Nesse sábado de manhã, eu conheci a Raquelli e rapidamente lembrei o principal motivo de o Hemorio ser tão desafiador: entreter alguém internado ali exige muito improviso e criatividade. A Raquelli se interessou pelas bolinhas de sabão que eu estava soprando, mas estava cansada depois de uma noite quase sem dormir em função dos remédios fortes e logo se cansou de tentar estourar as bolinhas. Então, ela fechou a cara, colocou o “não” na ponta da língua e decidiu que nada seria aceitável sem a mamãe por perto. Nem Pula-Macaco, nem historinha, nem massinha. Nem mudar de lugar para dar espaço para o amiguinho jogar futebol de mesa. Nem dar um desenho dela de presente para o tio Gustavo.

Improviso. Criatividade. O desafio é este: entender cada “não” como uma motivação para pensar em outra possibilidade, ter uma ideia melhor, sugerir uma brincadeira nova. Até arrancar aquele sorriso, que faz valer nosso trabalho como voluntários. E o trabalho valeu mesmo. Depois de um tempo, ela quis pintar um desenho da Ariel, porque gosta muito de princesas, e me cedeu algumas risadas jogando Cara a Cara. Depois o “não” foi definitivo e ela quis voltar para o leito para recuperar o sono perdido da noite. Mas eu já tinha sido vitoriosa, já tinha recebido meu prêmio.

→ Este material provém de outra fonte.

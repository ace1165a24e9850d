//! Region algebra.
//!
//! A [`Region`] is an axis-aligned integer box over up to [`MAX_DIMENSIONS`]
//! axes. It is a plain `Copy` value: origin and size live in fixed-size
//! inline arrays so regions can be passed around the engine without
//! allocation. Axis 0 is the fastest-varying axis of any buffer laid out
//! over a region. That storage caps a region at [`MAX_DIMENSIONS`] axes;
//! [`Region::try_new`] and [`Region::try_appended`] report the cap as an
//! error where the axis count comes from outside the program.

use std::fmt;
use thiserror::Error;

/// Maximum number of axes a region can describe.
pub const MAX_DIMENSIONS: usize = 4;

/// Why a region could not be built.
#[derive(Error, Debug, Clone, PartialEq, Eq)]
pub enum RegionError {
    #[error("Region with {found} axes exceeds the supported {max}")]
    TooManyAxes { found: usize, max: usize },

    #[error("Region origin has {origin} axes but size has {size}")]
    AxisCountMismatch { origin: usize, size: usize },
}

/// A pixel index. Only the first `Region::dim()` entries are meaningful.
pub type Index = [i64; MAX_DIMENSIONS];

/// Axis-aligned box: `origin[axis] .. origin[axis] + size[axis]` on every axis,
/// over at most [`MAX_DIMENSIONS`] axes.
///
/// Unused trailing entries are always zero, so the derived equality and hash
/// only see the meaningful axes.
#[derive(Clone, Copy, PartialEq, Eq, Hash, Default)]
pub struct Region {
    dim: usize,
    origin: Index,
    size: [usize; MAX_DIMENSIONS],
}

impl Region {
    /// Build a region from per-axis origin and size.
    ///
    /// Panics if the slices differ in length or exceed [`MAX_DIMENSIONS`].
    pub fn new(origin: &[i64], size: &[usize]) -> Self {
        assert_eq!(
            origin.len(),
            size.len(),
            "region origin and size must have the same dimension"
        );
        assert!(
            origin.len() <= MAX_DIMENSIONS,
            "regions support at most {} dimensions",
            MAX_DIMENSIONS
        );
        let dim = origin.len();
        let mut region = Region {
            dim,
            ..Default::default()
        };
        region.origin[..dim].copy_from_slice(origin);
        region.size[..dim].copy_from_slice(size);
        region
    }

    /// Checked form of [`Region::new`].
    pub fn try_new(origin: &[i64], size: &[usize]) -> Result<Self, RegionError> {
        if origin.len() != size.len() {
            return Err(RegionError::AxisCountMismatch {
                origin: origin.len(),
                size: size.len(),
            });
        }
        if size.len() > MAX_DIMENSIONS {
            return Err(RegionError::TooManyAxes {
                found: size.len(),
                max: MAX_DIMENSIONS,
            });
        }
        Ok(Self::new(origin, size))
    }

    /// Region of the given size anchored at the zero index.
    pub fn from_size(size: &[usize]) -> Self {
        let origin = [0i64; MAX_DIMENSIONS];
        Self::new(&origin[..size.len()], size)
    }

    /// Explicit empty region of dimension `dim`.
    pub fn empty(dim: usize) -> Self {
        let zeros = [0usize; MAX_DIMENSIONS];
        Self::from_size(&zeros[..dim])
    }

    #[inline]
    pub fn dim(&self) -> usize {
        self.dim
    }

    #[inline]
    pub fn origin(&self) -> &[i64] {
        &self.origin[..self.dim]
    }

    #[inline]
    pub fn size(&self) -> &[usize] {
        &self.size[..self.dim]
    }

    /// Exclusive upper bound along `axis`.
    #[inline]
    pub fn upper(&self, axis: usize) -> i64 {
        self.origin[axis] + self.size[axis] as i64
    }

    /// Number of pixels covered. A zero-dimensional region covers nothing.
    pub fn num_elements(&self) -> usize {
        if self.dim == 0 {
            return 0;
        }
        self.size().iter().product()
    }

    pub fn is_empty(&self) -> bool {
        self.num_elements() == 0
    }

    /// Largest region contained in both `self` and `other`.
    ///
    /// Disjoint regions produce an empty region whose disjoint axes have
    /// size zero; sizes are never negative.
    pub fn intersect(&self, other: &Region) -> Region {
        debug_assert_eq!(self.dim, other.dim, "intersecting regions of different dimension");
        let dim = self.dim.min(other.dim);
        let mut out = Region {
            dim,
            ..Default::default()
        };
        for axis in 0..dim {
            let lo = self.origin[axis].max(other.origin[axis]);
            let hi = self.upper(axis).min(other.upper(axis));
            out.origin[axis] = lo;
            out.size[axis] = if hi > lo { (hi - lo) as usize } else { 0 };
        }
        out
    }

    /// Smallest region containing both. An empty operand is ignored.
    pub fn union(&self, other: &Region) -> Region {
        if self.is_empty() {
            return *other;
        }
        if other.is_empty() {
            return *self;
        }
        debug_assert_eq!(self.dim, other.dim, "joining regions of different dimension");
        let mut out = *self;
        for axis in 0..self.dim {
            let lo = self.origin[axis].min(other.origin[axis]);
            let hi = self.upper(axis).max(other.upper(axis));
            out.origin[axis] = lo;
            out.size[axis] = (hi - lo) as usize;
        }
        out
    }

    pub fn contains_index(&self, index: &[i64]) -> bool {
        index.len() >= self.dim
            && (0..self.dim).all(|axis| {
                index[axis] >= self.origin[axis] && index[axis] < self.upper(axis)
            })
    }

    /// Whether `inner` lies entirely inside `self`. The empty region is
    /// contained in every region.
    pub fn contains(&self, inner: &Region) -> bool {
        if inner.is_empty() {
            return true;
        }
        self.dim == inner.dim
            && (0..self.dim).all(|axis| {
                inner.origin[axis] >= self.origin[axis] && inner.upper(axis) <= self.upper(axis)
            })
    }

    /// Grow by `lower` below the origin and `upper` above the end on each axis.
    pub fn pad(&self, lower: &[usize], upper: &[usize]) -> Region {
        let mut out = *self;
        for axis in 0..self.dim {
            let lo = lower.get(axis).copied().unwrap_or(0);
            let hi = upper.get(axis).copied().unwrap_or(0);
            out.origin[axis] -= lo as i64;
            out.size[axis] += lo + hi;
        }
        out
    }

    /// Copy of `self` with one axis replaced.
    pub fn with_axis(&self, axis: usize, origin: i64, size: usize) -> Region {
        let mut out = *self;
        out.origin[axis] = origin;
        out.size[axis] = size;
        out
    }

    /// Checked form of [`Region::appended`].
    pub fn try_appended(&self, origin: i64, size: usize) -> Result<Region, RegionError> {
        if self.dim >= MAX_DIMENSIONS {
            return Err(RegionError::TooManyAxes {
                found: self.dim + 1,
                max: MAX_DIMENSIONS,
            });
        }
        Ok(self.appended(origin, size))
    }

    /// Region with one more (slowest-varying) axis appended.
    ///
    /// Panics if `self` already has [`MAX_DIMENSIONS`] axes.
    pub fn appended(&self, origin: i64, size: usize) -> Region {
        assert!(
            self.dim < MAX_DIMENSIONS,
            "cannot append an axis to a {}-dimensional region",
            self.dim
        );
        let mut out = *self;
        out.origin[self.dim] = origin;
        out.size[self.dim] = size;
        out.dim += 1;
        out
    }

    /// Region with the slowest-varying axis removed.
    pub fn truncated(&self) -> Region {
        let mut out = *self;
        if out.dim > 0 {
            out.dim -= 1;
            out.origin[out.dim] = 0;
            out.size[out.dim] = 0;
        }
        out
    }

    /// Linear offset of `index` in a buffer laid out over this region.
    pub fn offset_of(&self, index: &[i64]) -> Option<usize> {
        if !self.contains_index(index) {
            return None;
        }
        let mut offset = 0usize;
        let mut stride = 1usize;
        for axis in 0..self.dim {
            offset += (index[axis] - self.origin[axis]) as usize * stride;
            stride *= self.size[axis];
        }
        Some(offset)
    }

    /// Inverse of [`Region::offset_of`].
    pub fn index_at(&self, mut offset: usize) -> Index {
        let mut index = [0i64; MAX_DIMENSIONS];
        for axis in 0..self.dim {
            let extent = self.size[axis].max(1);
            index[axis] = self.origin[axis] + (offset % extent) as i64;
            offset /= extent;
        }
        index
    }

    /// Iterate over every index in buffer order (axis 0 fastest).
    pub fn indices(&self) -> RegionIndices {
        RegionIndices {
            region: *self,
            next: self.origin,
            remaining: self.num_elements(),
        }
    }

    /// The outermost axis with more than one element.
    ///
    /// Pieces cut along this axis map to contiguous windows of a buffer laid
    /// out over the region.
    pub fn outermost_splittable_axis(&self) -> Option<usize> {
        (0..self.dim).rev().find(|&axis| self.size[axis] > 1)
    }

    /// Partition into at most `max_pieces` disjoint pieces along the
    /// outermost splittable axis, each at least `min_extent` thick.
    ///
    /// Pieces are returned in buffer order and their union is `self`.
    pub fn split(&self, max_pieces: usize, min_extent: usize) -> Vec<Region> {
        let axis = match self.outermost_splittable_axis() {
            Some(axis) if !self.is_empty() => axis,
            _ => return vec![*self],
        };
        let extent = self.size[axis];
        let pieces = max_pieces
            .min(extent / min_extent.max(1))
            .max(1);
        let base = extent / pieces;
        let remainder = extent % pieces;

        let mut out = Vec::with_capacity(pieces);
        let mut start = self.origin[axis];
        for piece in 0..pieces {
            let thickness = base + usize::from(piece < remainder);
            out.push(self.with_axis(axis, start, thickness));
            start += thickness as i64;
        }
        out
    }
}

impl fmt::Debug for Region {
    fn fmt(&self, f: &mut fmt::Formatter<'_>) -> fmt::Result {
        write!(f, "Region[origin={:?}, size={:?}]", self.origin(), self.size())
    }
}

impl fmt::Display for Region {
    fn fmt(&self, f: &mut fmt::Formatter<'_>) -> fmt::Result {
        fmt::Debug::fmt(self, f)
    }
}

/// Iterator returned by [`Region::indices`].
pub struct RegionIndices {
    region: Region,
    next: Index,
    remaining: usize,
}

impl Iterator for RegionIndices {
    type Item = Index;

    fn next(&mut self) -> Option<Index> {
        if self.remaining == 0 {
            return None;
        }
        let current = self.next;
        self.remaining -= 1;
        for axis in 0..self.region.dim {
            self.next[axis] += 1;
            if self.next[axis] < self.region.upper(axis) {
                break;
            }
            self.next[axis] = self.region.origin[axis];
        }
        Some(current)
    }

    fn size_hint(&self) -> (usize, Option<usize>) {
        (self.remaining, Some(self.remaining))
    }
}

impl ExactSizeIterator for RegionIndices {}
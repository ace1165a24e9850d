//! Demand-driven, region-negotiated image pipeline.
//!
//! Nodes live in a [`Pipeline`] arena and exchange images through shared
//! [`DataObject`]s. An update negotiates metadata and regions upstream before
//! any pixel is computed, then generates only what the terminal actually
//! asked for, splitting each node's output across a worker pool.
//!
//! # Architecture
//!
//! ```text
//! [ImageSource] ──► [Pad] ──► [ForwardFft] ──► [ComplexMultiply] ──► ...
//!        information pass ──►
//!                          ◄── region pass (union + fixed point)
//!        data pass (demand-driven, split per worker) ──►
//! ```
//!
//! # Design
//!
//! - **Enum dispatch** for built-in nodes (`BuiltinNode`), trait objects for
//!   user nodes (`NodePlugin`), both behind `AnyNode`.
//! - **Arena + handles**: nodes are addressed by `NodeId`; data objects are
//!   reference counted and own no back-pointers to their consumers.
//! - **Disconnect** turns an output into an immutable leaf, which is how
//!   iterative solvers keep their graph at a constant size.

pub mod context;
pub mod data_object;
pub mod error;
pub mod executor;
pub mod id;
pub mod node;
pub mod nodes;
pub mod port;
pub mod progress;
pub mod stamp;
pub mod threader;

pub use context::{InformationContext, InputView, OutputChunk, RegionContext, RegionRequest};
pub use data_object::{DataHandle, DataObject};
pub use error::{PipelineError, PipelineResult};
pub use executor::{Pipeline, UpdateStats};
pub use id::{NodeId, PipelineId, SourceLink};
pub use node::{AnyNode, BuiltinNode, ConfigValue, NodePlugin, Threading};
pub use port::{PortDescriptor, PortDirection};
pub use progress::{ProgressAccumulator, ProgressFn, ProgressObserver, ProgressReporter, ScopeHandle};
pub use stamp::Stamp;
pub use threader::Threader;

E então, quando eu já me dava por satisfeita com o desafio do dia, eu conheci a Esmeralda. Uma menina linda com nome de pedra preciosa que gosta de fazer pose de princesa para as fotos. A princesa preciosa estava vestindo um pijama de ovelhinhas rosas e eu, imaginando que em uma noite sem sono ela contasse as ovelhas como se contam carneirinhos, perguntei se ela sabia quantas eram. Ela disse que não sabia, mas decidiu contar ali mesmo, porque a questão era muito importante, e eu a ajudei contando as das costas. Resolvi contar cada vez mais rápido como pretexto para fazer cócegas em uma princesa, que me respondeu entre risos: “Ufa, assim cansa, né?” E ela já tinha me conquistado. Ao contrário da Raquelli, para a Esmeralda, tudo era “sim”. Ela decidiu montar um quebra-cabeça e cada peça colocada no lugar certo era uma vitória a ser comemorada. Ela se sentou sobre um cavalinho amarelo, e o banquinho também virou motivo de festa, continuou tentando decifrar o encaixe das pecinhas pulando sobre o alazão de borracha.

Assim, com a Raquelli e a Esmeralda eu me senti muito bem-vinda de volta ao Hemorio. Em um só dia, revi as duas lições que esse voluntariado insistentemente me ensina.

Os “nãos” da primeira me fizeram lembrar o quanto é gratificante ver nosso esforço dar frutos, e os “sins” da segunda me lembraram que a nossa felicidade está dentro da gente. Porque, na minha opinião, o bom humor, que nós tantas vezes encontramos nessas crianças que vivem ainda tão novas o que talvez seja a maior dificuldade de suas vidas, é a felicidade genuína. É a prova de que a felicidade independe de qualquer coisa além de nossa própria vontade. E o alerta para que estejamos atentos para escolher sempre sermos felizes.